Koller heard that Attila Zoller, the long-standing friend with whom he had played during his time in Vienna, Frankfurt, and Baden-Baden, was coming over from the States on a visit to Europe. Hans knew at once that he would have to make recordings with him. But he also knew that the time was long past for one of those recordings with tenor sax, guitar, and rhythm section, which he and Attila had produced in such vast numbers during the long years of their collaboration. Hans recalled another musician who, like he himself, had become sort of a lone wolf on the jazz scene of his native country: French pianist Martial Solal. Hans and Martial had become acquainted during the recordings of the European All-Stars in Berlin and Baden-Baden in 1961. Their mutual respect and admiration had not diminished at all since then.

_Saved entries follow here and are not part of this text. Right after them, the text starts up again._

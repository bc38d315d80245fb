// Copyright 2026 Phillip Cloud
// Licensed under the Apache License, Version 2.0

pub const MATCH_ALL: &str = "*";

/// Live filter text plus the last committed pattern. The two are tracked
/// separately so cancelling an edit restores the committed display exactly.
#[derive(Debug, Clone, PartialEq, Eq, Default)]
pub struct FilterState {
    query: String,
    committed: Option<String>,
}

impl FilterState {
    /// Starts an edit from the committed text.
    pub fn begin(&mut self) {
        self.query = self.committed.clone().unwrap_or_default();
    }

    pub fn type_char(&mut self, value: char) {
        self.query.push(value);
    }

    pub fn backspace(&mut self) {
        self.query.pop();
    }

    /// Commits the live text and returns the server-side pattern for it.
    pub fn commit(&mut self) -> String {
        self.committed = if self.query.is_empty() {
            None
        } else {
            Some(self.query.clone())
        };
        self.pattern()
    }

    pub fn cancel(&mut self) {
        self.begin();
    }

    pub fn clear(&mut self) {
        self.query.clear();
        self.committed = None;
    }

    pub fn query_text(&self) -> &str {
        &self.query
    }

    pub fn committed_text(&self) -> Option<&str> {
        self.committed.as_deref()
    }

    pub fn is_committed(&self) -> bool {
        self.committed.is_some()
    }

    /// Pattern for the committed filter, `*` when none is active.
    pub fn pattern(&self) -> String {
        self.committed
            .as_deref()
            .map_or_else(|| MATCH_ALL.to_owned(), glob_pattern)
    }

    /// Live preview predicate used while the operator is typing.
    pub fn previews(&self, key: &str) -> bool {
        self.query.is_empty() || key.contains(self.query.as_str())
    }
}

/// Text with glob metacharacters is used verbatim; plain text matches as a
/// substring.
pub fn glob_pattern(text: &str) -> String {
    if text.is_empty() {
        return MATCH_ALL.to_owned();
    }
    if text.contains(['*', '?', '[']) {
        return text.to_owned();
    }
    format!("*{text}*")
}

Unlike critics and fans, who can comprehend the importance of such a happening only after listening closely to the recordings, Hans Koller knew intuitively that something special would happen if he, Attila, and Martial got together.


Nothing about this meeting in Villingen/Black Forest was pre-arranged. Hans Koller put his paint brushes aside and left Bräunlingen. Attila had just been recording an album in Hamburg. Solal, who was picked up at Basle airport by a SABA company car, was the first to be ready to play. If you know him, you also know that he’s always prepared for playing. In fact, he once told me, that for years there had not been a single day he did not practice piano for at least six hours.


So, Solal started to play three or four versions of “The End Of A Love Affair” - each so completely different from another that it seemed to be an entirely different composition, each played in Solal’s characteristic style: with abundant brilliant ideas which seem to chase one another. Never - or most seldom - is there anything superfluous. Each idea has its own tempo, its own rhythm, which is indispensable to it, yet nevertheless it all adds up to a unified, tightly woven fabric. What a luck that neither a drummer nor a bass player was present!


Solal, who was born in Algiers in 1927, is well-known for being the foremost modern jazz talent in France, the only European musician whom today’s critics mention in the same breath as Django Reinhardt and Åke “Stan” Hasselgård. He has never played as intimately and personal as on this record.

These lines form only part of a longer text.